Wednesday, May 23, 2007

Did you know? Part 4.

In this mini-series of fun facts, we’ve looked at the fuel efficiencies of chickens, liposuction fat, and coffee beans. But what about cow farts and cow manure? I’m sure that topic’s been on everyone’s mind so let me address it. As everyone may or may not know, cows produce a lot of methane gas and many believe they’re a major contributor to global warming (especially since methane is a much stronger greenhouse gas than carbon dioxide). In fact, cow flatulence produces about 90 kilograms of methane per cow per year (source). Methane has an energy density of about 52.75 MJ per kg (source) so that’s 4,748 MJ of methane per cow per year or 13 MJ of methane per cow per day. One way to convert methane into diesel fuel is a process called Gas-to-Liquid (GTL). That process requires 10.5 GJ of natural gas (mostly methane) to produce 42 gallons (1 barrel) of fuel (source) – so 250 MJ of natural gas for 1 gallon of diesel. If a cow produces 13 MJ of methane per day and 250 MJ are required for 1 gallon of diesel, you can get 0.052 gallons of diesel per cow per day. Assuming a diesel engine has a fuel efficiency of 30 miles per gallon, you’d be able to drive 1.56 miles per day of cow farts. Stats on bovine flatulence frequency are hard to come by but this source would indicate that cows pass gas every 40-90 seconds. Assuming they do that 24 hours a day (btw, humans fart in their sleep so let’s assume cows do too), that would be about 1,329 farts/belches per day so you can drive only 0.0012 miles per cow fart. [As an aside, while the typical person farts about 14 times a day (source), human farts are much lower in methane content and therefore not nearly as useful for producing diesel fuel via GTL]

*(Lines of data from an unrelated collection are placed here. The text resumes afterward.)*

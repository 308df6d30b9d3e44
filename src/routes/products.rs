use axum::{
    Json, Router,
    extract::{Path, Query, State},
    routing::get,
};
use uuid::Uuid;

use crate::{
    dto::products::{CreateProductRequest, ProductList, UpdateProductRequest},
    error::AppResult,
    middleware::auth::{AuthUser, OptionalAuthUser},
    models::Product,
    response::ApiResponse,
    routes::params::{Pagination, ProductQuery},
    services::product_service,
    state::AppState,
};

pub fn router() -> Router<AppState> {
    Router::new()
        .route("/", get(list_products).post(create_product))
        .route("/featured", get(featured_products))
        .route(
            "/{id}",
            get(get_product).put(update_product).delete(delete_product),
        )
}

#[utoipa::path(
    get,
    path = "/api/products",
    params(
        ("page" = Option<i64>, Query, description = "Page number, default 1"),
        ("per_page" = Option<i64>, Query, description = "Items per page, default 20"),
        ("q" = Option<String>, Query, description = "Search in name and description"),
        ("category" = Option<Uuid>, Query, description = "Filter by category"),
        ("min_price" = Option<i64>, Query, description = "Minimum price, minor units"),
        ("max_price" = Option<i64>, Query, description = "Maximum price, minor units"),
        ("in_stock" = Option<bool>, Query, description = "Only products with stock"),
        ("featured" = Option<bool>, Query, description = "Filter by featured flag"),
        ("sort_by" = Option<String>, Query, description = "created_at, price, name, stock"),
        ("sort_order" = Option<String>, Query, description = "asc, desc")
    ),
    responses(
        (status = 200, description = "List products", body = ApiResponse<ProductList>)
    ),
    tag = "Products"
)]
pub async fn list_products(
    State(state): State<AppState>,
    OptionalAuthUser(viewer): OptionalAuthUser,
    Query(query): Query<ProductQuery>,
) -> AppResult<Json<ApiResponse<ProductList>>> {
    let resp = product_service::list_products(&state, viewer.as_ref(), query).await?;
    Ok(Json(resp))
}

#[utoipa::path(
    get,
    path = "/api/products/featured",
    responses(
        (status = 200, description = "Featured products", body = ApiResponse<ProductList>)
    ),
    tag = "Products"
)]
pub async fn featured_products(
    State(state): State<AppState>,
    OptionalAuthUser(viewer): OptionalAuthUser,
    Query(pagination): Query<Pagination>,
) -> AppResult<Json<ApiResponse<ProductList>>> {
    let resp = product_service::featured_products(&state, viewer.as_ref(), pagination).await?;
    Ok(Json(resp))
}

#[utoipa::path(
    get,
    path = "/api/products/{id}",
    params(("id" = Uuid, Path, description = "Product ID")),
    responses(
        (status = 200, description = "Get product", body = ApiResponse<Product>),
        (status = 404, description = "Product not found"),
    ),
    tag = "Products"
)]
pub async fn get_product(
    State(state): State<AppState>,
    OptionalAuthUser(viewer): OptionalAuthUser,
    Path(id): Path<Uuid>,
) -> AppResult<Json<ApiResponse<Product>>> {
    let resp = product_service::get_product(&state, viewer.as_ref(), id).await?;
    Ok(Json(resp))
}

#[utoipa::path(
    post,
    path = "/api/products",
    request_body = CreateProductRequest,
    responses(
        (status = 200, description = "Create product", body = ApiResponse<Product>),
        (status = 400, description = "Validation failed"),
        (status = 403, description = "Forbidden")
    ),
    security(("bearer_auth" = [])),
    tag = "Products"
)]
pub async fn create_product(
    State(state): State<AppState>,
    user: AuthUser,
    Json(payload): Json<CreateProductRequest>,
) -> AppResult<Json<ApiResponse<Product>>> {
    let resp = product_service::create_product(&state, &user, payload).await?;
    Ok(Json(resp))
}

#[utoipa::path(
    put,
    path = "/api/products/{id}",
    params(("id" = Uuid, Path, description = "Product ID")),
    request_body = UpdateProductRequest,
    responses(
        (status = 200, description = "Updated product", body = ApiResponse<Product>),
        (status = 403, description = "Forbidden"),
        (status = 404, description = "Not Found")
    ),
    security(("bearer_auth" = [])),
    tag = "Products"
)]
pub async fn update_product(
    State(state): State<AppState>,
    user: AuthUser,
    Path(id): Path<Uuid>,
    Json(payload): Json<UpdateProductRequest>,
) -> AppResult<Json<ApiResponse<Product>>> {
    let resp = product_service::update_product(&state, &user, id, payload).await?;
    Ok(Json(resp))
}

#[utoipa::path(
    delete,
    path = "/api/products/{id}",
    params(("id" = Uuid, Path, description = "Product ID")),
    responses(
        (status = 200, description = "Soft-deleted product"),
        (status = 403, description = "Forbidden"),
        (status = 404, description = "Not Found")
    ),
    security(("bearer_auth" = [])),
    tag = "Products"
)]
pub async fn delete_product(
    State(state): State<AppState>,
    user: AuthUser,
    Path(id): Path<Uuid>,
) -> AppResult<Json<ApiResponse<serde_json::Value>>> {
    let resp = product_service::delete_product(&state, &user, id).await?;
    Ok(Json(resp))
}
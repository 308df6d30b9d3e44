use axum::{extract::FromRequestParts, http::header};
use jsonwebtoken::{DecodingKey, Validation, decode};
use uuid::Uuid;

use crate::{dto::auth::Claims, error::AppError};

pub const TOKEN_TYPE_ACCESS: &str = "access";
pub const TOKEN_TYPE_REFRESH: &str = "refresh";

#[derive(Debug, Clone)]
pub struct AuthUser {
    pub user_id: Uuid,
    pub role: String,
}

pub fn ensure_role(user: &AuthUser, role: &str) -> Result<(), AppError> {
    if user.role != role {
        return Err(AppError::Forbidden);
    }
    Ok(())
}

pub fn ensure_owner(user: &AuthUser) -> Result<(), AppError> {
    ensure_role(user, crate::dto::auth::ROLE_OWNER)
}

pub fn is_owner(user: Option<&AuthUser>) -> bool {
    user.is_some_and(|u| u.role == crate::dto::auth::ROLE_OWNER)
}

impl<S> FromRequestParts<S> for AuthUser
where
    S: Send + Sync,
{
    type Rejection = AppError;
    async fn from_request_parts(
        parts: &mut axum::http::request::Parts,
        _state: &S,
    ) -> Result<Self, Self::Rejection> {
        let auth_header = parts
            .headers
            .get(header::AUTHORIZATION)
            .ok_or_else(|| AppError::Unauthorized("Missing Authorization header".into()))?;

        let auth_str = auth_header
            .to_str()
            .map_err(|_| AppError::Unauthorized("Invalid Authorization header".into()))?;

        if !auth_str.starts_with("Bearer ") {
            return Err(AppError::Unauthorized("Invalid Authorization scheme".into()));
        }
        let token = auth_str.trim_start_matches("Bearer ").trim();

        let secret = std::env::var("JWT_SECRET")
            .map_err(|_| AppError::Internal(anyhow::anyhow!("JWT_SECRET is not set")))?;

        let decoded = decode::<Claims>(
            token,
            &DecodingKey::from_secret(secret.as_bytes()),
            &Validation::default(),
        )
        .map_err(|_| AppError::Unauthorized("Invalid or expired token".into()))?;

        if decoded.claims.token_type != TOKEN_TYPE_ACCESS {
            return Err(AppError::Unauthorized("Access token required".into()));
        }

        let user_id = Uuid::parse_str(&decoded.claims.sub)
            .map_err(|_| AppError::Unauthorized("Invalid user id in token".into()))?;

        Ok(AuthUser {
            user_id,
            role: decoded.claims.role.clone(),
        })
    }
}

/// Extractor for endpoints whose visibility widens when an owner calls them;
/// anonymous requests pass through with `None`.
#[derive(Debug, Clone)]
pub struct OptionalAuthUser(pub Option<AuthUser>);

impl<S> FromRequestParts<S> for OptionalAuthUser
where
    S: Send + Sync,
{
    type Rejection = std::convert::Infallible;
    async fn from_request_parts(
        parts: &mut axum::http::request::Parts,
        state: &S,
    ) -> Result<Self, Self::Rejection> {
        Ok(OptionalAuthUser(
            AuthUser::from_request_parts(parts, state).await.ok(),
        ))
    }
}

At this point, you’re probably asking yourself one of two questions: (a) “what about the methane in cow manure?” or (b) “why am I still reading this crap?” (no pun intended). I’ll assume you’re asking yourself the former question and do my best to answer. This press release says that a herd of 150,000 cattle generate a total 2,500 tons of manure a day. One (short ton) is 907.18474 kilograms so 2,500 tons would be 2,267,962 kilograms of manure for the entire herd – or 15.12 kilograms of manure per cow per day. From this page, we find out that cow dung gas is 55-65% methane. The source doesn’t specify but I’ll assume this is by weight and that all the dung can be converted to cow dung gas. So 15.12 kilograms of manure per cow per day would be about 9.1 kilograms of methane per cow per day. Following the same math as above, that would translate into 1.91 gallons of diesel per cow per day. At 30 miles per gallon, that’s a whopping 57.42 miles per day of cow manure. According to this site, cows poop 11 to 12 times each day. So we can get a very respectable 4.8 miles per cow dump.

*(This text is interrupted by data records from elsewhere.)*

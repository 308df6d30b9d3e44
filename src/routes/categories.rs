use axum::{
    Json, Router,
    extract::{Path, Query, State},
    routing::get,
};
use uuid::Uuid;

use crate::{
    dto::categories::{CategoryDto, CategoryList, CreateCategoryRequest, UpdateCategoryRequest},
    error::AppResult,
    middleware::auth::{AuthUser, OptionalAuthUser},
    response::ApiResponse,
    routes::params::CategoryQuery,
    services::category_service,
    state::AppState,
};

pub fn router() -> Router<AppState> {
    Router::new()
        .route("/", get(list_categories).post(create_category))
        .route(
            "/{id}",
            get(get_category).put(update_category).delete(delete_category),
        )
}

#[utoipa::path(
    get,
    path = "/api/categories",
    params(
        ("page" = Option<i64>, Query, description = "Page number, default 1"),
        ("per_page" = Option<i64>, Query, description = "Items per page, default 20"),
        ("q" = Option<String>, Query, description = "Search in name and description")
    ),
    responses(
        (status = 200, description = "List categories", body = ApiResponse<CategoryList>)
    ),
    tag = "Categories"
)]
pub async fn list_categories(
    State(state): State<AppState>,
    OptionalAuthUser(viewer): OptionalAuthUser,
    Query(query): Query<CategoryQuery>,
) -> AppResult<Json<ApiResponse<CategoryList>>> {
    let resp = category_service::list_categories(&state, viewer.as_ref(), query).await?;
    Ok(Json(resp))
}

#[utoipa::path(
    get,
    path = "/api/categories/{id}",
    params(("id" = Uuid, Path, description = "Category ID")),
    responses(
        (status = 200, description = "Get category", body = ApiResponse<CategoryDto>),
        (status = 404, description = "Category not found"),
    ),
    tag = "Categories"
)]
pub async fn get_category(
    State(state): State<AppState>,
    OptionalAuthUser(viewer): OptionalAuthUser,
    Path(id): Path<Uuid>,
) -> AppResult<Json<ApiResponse<CategoryDto>>> {
    let resp = category_service::get_category(&state, viewer.as_ref(), id).await?;
    Ok(Json(resp))
}

#[utoipa::path(
    post,
    path = "/api/categories",
    request_body = CreateCategoryRequest,
    responses(
        (status = 200, description = "Create category", body = ApiResponse<CategoryDto>),
        (status = 403, description = "Forbidden")
    ),
    security(("bearer_auth" = [])),
    tag = "Categories"
)]
pub async fn create_category(
    State(state): State<AppState>,
    user: AuthUser,
    Json(payload): Json<CreateCategoryRequest>,
) -> AppResult<Json<ApiResponse<CategoryDto>>> {
    let resp = category_service::create_category(&state, &user, payload).await?;
    Ok(Json(resp))
}

#[utoipa::path(
    put,
    path = "/api/categories/{id}",
    params(("id" = Uuid, Path, description = "Category ID")),
    request_body = UpdateCategoryRequest,
    responses(
        (status = 200, description = "Updated category", body = ApiResponse<CategoryDto>),
        (status = 403, description = "Forbidden"),
        (status = 404, description = "Not Found")
    ),
    security(("bearer_auth" = [])),
    tag = "Categories"
)]
pub async fn update_category(
    State(state): State<AppState>,
    user: AuthUser,
    Path(id): Path<Uuid>,
    Json(payload): Json<UpdateCategoryRequest>,
) -> AppResult<Json<ApiResponse<CategoryDto>>> {
    let resp = category_service::update_category(&state, &user, id, payload).await?;
    Ok(Json(resp))
}

#[utoipa::path(
    delete,
    path = "/api/categories/{id}",
    params(("id" = Uuid, Path, description = "Category ID")),
    responses(
        (status = 200, description = "Soft-deleted category"),
        (status = 403, description = "Forbidden"),
        (status = 404, description = "Not Found")
    ),
    security(("bearer_auth" = [])),
    tag = "Categories"
)]
pub async fn delete_category(
    State(state): State<AppState>,
    user: AuthUser,
    Path(id): Path<Uuid>,
) -> AppResult<Json<ApiResponse<serde_json::Value>>> {
    let resp = category_service::delete_category(&state, &user, id).await?;
    Ok(Json(resp))
}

With that, I think it’s likely time for a new hobby since I’ve probably taken this one as far as I can. =)

2 comments:

Anonymous said...

Yo, back again. Calcs for dung-to-gas seem a bit off. From the article, "About one cubic foot of gas may be generated from one pound of cow manure at around 28°C."

From random gas calcs, 380 cu ft of gas = 1 lbmol at ideal conditions (let's just assume ideal even though the yield estimate will be about 10% too high). So about 0.0026 lbmol of gas is produced per pound of dung. The gas is about 60% CH4, so that's about 0.0016 lbmol per pound of dung. 1 lbmol of CH4 = 16 lb, so each pound of dung makes 0.025 lb of CH4.

ap said...

so, is someone actually going to start harnessing all of those cow farts to better the environment?